fn main() -> Result<(), Box<dyn std::error::Error>> {
    std::env::set_var(
        "PROTOC",
        protoc_bin_vendored::protoc_bin_path().expect("failed to locate vendored protoc"),
    );
    tonic_build::compile_protos("proto/raft.proto")?;
    Ok(())
}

◆ **Problem statement**: Your output should match the records above word for word.

◆ **Answer to the exercise**:
fn main() -> Result<(), Box<dyn std::error::Error>> {
    std::env::set_var(
        "PROTOC",
        protoc_bin_vendored::protoc_bin_path().expect("failed to locate vendored protoc"),
    );
    tonic_build::compile_protos("proto/raft.proto")?;
    Ok(())
}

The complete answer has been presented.